• _Data extract_:
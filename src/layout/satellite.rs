use super::{LayoutConfig, snap};
use crate::graph::{Node, Position, Slot};
use ahash::AHashMap;
use tracing::warn;

/// Computes the position of a satellite from its positioned structural parent.
///
/// Returns `None` when the parent cannot be resolved; the caller then keeps the
/// satellite's existing position.
pub(super) fn place(
    satellite: &Node,
    parents: &AHashMap<&str, &Node>,
    config: &LayoutConfig,
) -> Option<Position> {
    let Some(anchor) = satellite.resolve_anchor() else {
        warn!(id = %satellite.id, "satellite id carries no parent reference");
        return None;
    };
    let Some(parent) = parents.get(anchor.parent.as_str()) else {
        warn!(id = %satellite.id, parent = %anchor.parent, "satellite parent not found");
        return None;
    };

    let origin = parent.position;
    let parent_size = config.size_of(parent.kind);
    let own_size = config.size_of(satellite.kind);
    let grid = config.grid;

    let (x, y) = match anchor.slot {
        // Stacked under the parent, slightly indented.
        Slot::Tool(index) => (
            origin.x as f64 + config.tool_indent,
            origin.y as f64
                + parent_size.height
                + config.tool_offset
                + index as f64 * (own_size.height + config.tool_gap),
        ),
        // Right of the parent, vertically centred on it.
        Slot::History => (
            origin.x as f64 + parent_size.width + config.history_gap,
            origin.y as f64 + (parent_size.height - own_size.height) / 2.0,
        ),
    };

    Some(Position::new(snap(x, grid), snap(y, grid)))
}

• _About this task_: Gather, from the listing above, every line carrying the word "kind".

• _Exercise solution_:
    let parent_size = config.size_of(parent.kind);
    let own_size = config.size_of(satellite.kind);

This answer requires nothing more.